In the middle of the park you come to a crossroads, home of several burnt out vehicles (its that sort of park) and knowing that the Lodge Arm was off to the south it was tempting to think that the canal must have followed the graceful curve marked my the big green posts. The posts certainly take you to the right place but it wasn't the line of the Lodge Arm. At first glance we laughed when we saw the Lodge Arm Basin, all prettied up and nestling in the trees complete with its wharf and mooring bollards. It was far too low down. Gradually the penny dropped - that 50ft high hill behind us is man made, thrown up by the tailings from the Granville Colliery which reached out for several miles wreaking havoc with subsidence all around. 

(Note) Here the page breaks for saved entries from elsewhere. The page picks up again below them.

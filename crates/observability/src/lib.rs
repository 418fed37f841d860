//! Tracing and logging setup shared by binaries and workers.

pub mod tracing;

/// Initialize process-wide observability (tracing/logging).
///
/// This is safe to call multiple times; subsequent calls become no-ops.
pub fn init() {
    tracing::init();
}
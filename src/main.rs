use anyhow::Context as _;
use clap::Parser;
use crossterm::{
    event::{self, Event, KeyEvent},
    execute,
    terminal::{self, EnterAlternateScreen, LeaveAlternateScreen},
};
use ratatui::{
    backend::{Backend, CrosstermBackend},
    Terminal,
};
use std::{
    io::stdout,
    time::{Duration, Instant},
};
use tracing::info;

use blockfall::{constants::INPUT_POLL_INTERVAL, game::Session};

mod cli;
mod input;
mod ui;

use cli::Args;
use input::{handle_input, Control, InputState};
use ui::ui;

fn main() -> anyhow::Result<()> {
    let args = Args::parse();
    cli::init_logging(&args)?;

    let mut session = Session::new(args.game_config()).context("invalid game configuration")?;

    // Setup terminal
    terminal::enable_raw_mode().context("failed to enable raw mode")?;
    let mut stdout = stdout();
    execute!(stdout, EnterAlternateScreen)?;

    let backend = CrosstermBackend::new(stdout);
    let mut terminal = Terminal::new(backend)?;

    let result = run(&mut terminal, &mut session);

    // Cleanup, even when the game loop failed
    terminal::disable_raw_mode()?;
    execute!(terminal.backend_mut(), LeaveAlternateScreen)?;
    terminal.show_cursor()?;

    result?;

    if session.is_lost() {
        println!("Game over! Final score: {}", session.score());
    }
    Ok(())
}

fn run<B: Backend>(terminal: &mut Terminal<B>, session: &mut Session) -> anyhow::Result<()> {
    let tick_interval = session.config().tick_interval();
    let mut input = InputState::new();
    let mut last_tick = Instant::now();

    loop {
        terminal.draw(|f| ui(f, &session.view()))?;

        if event::poll(Duration::from_millis(INPUT_POLL_INTERVAL))? {
            if let Event::Key(KeyEvent { code, kind, .. }) = event::read()? {
                match handle_input(&mut input, code, kind) {
                    Some(Control::Quit) => {
                        info!(score = session.score(), "quit");
                        break;
                    }
                    Some(Control::Restart) if session.is_lost() => {
                        session.restart();
                        input.clear();
                        last_tick = Instant::now();
                    }
                    _ => {}
                }
            }
        }

        if last_tick.elapsed() >= tick_interval {
            last_tick = Instant::now();
            session.tick(input.take());
        }
    }

    Ok(())
}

Artistic license at the Lodge Furnaces  

The Lodge Arm was built in 1822 to serve two Iron Smelters build by the mighty Lilleshall Company to supplement its works at Donnington Wood. This site was expanded in 1846 and again in 1859 till finally five furnaces were operating on the site, all fed by coal brought in on small tub boats. Of course, the site is on the original level of the canal, but we did have the last laugh. The furnaces were blown out in 1888 but the display board shows a cheerful picture of traditional canal boats "put, put, putting" in and out of the basin. This is wrong on so many levels: It was a tub boat canal so no full length boats could pass through the inclined planes, the locks and bridges were limited to 6ft 7inches which is narrower than normal craft and crucially, the furnaces closed at least 30 years before the first spluttering Bollinders were employed in commercial carrying. But not withstanding all that, its a nice scene and a watery oasis in a sea of industrial decay.

The toxic Lodge Junction

The exit from the Lodge Arm was under a bridge whose southern portal remains and then its line is buried under abut 50 feet of slag. My question was - where does the water from the basin go?. To answer this I clambered down the bank at the far side and into the valley bottom where the main line canal appeared to run. A bit to searching led me to a huge iron pipe which emerges from the ground beneath which it the most lurid orange goo you ever did see. Its like quicksand mixed with fluorescent super glue. We had found the far end of the land drain, the site of the junction with the Donnington Wood Canal and perhaps most importantly, had established the level that the canal used to run at. From there it was a simple task to back track and figure out how far down the canal path used to run.

If you are tempted to explore the melancholic delights of this path, and you do take the time to find the Lodge Junction, steer clear of the toxic goo - I am still trying to get it off my shoes!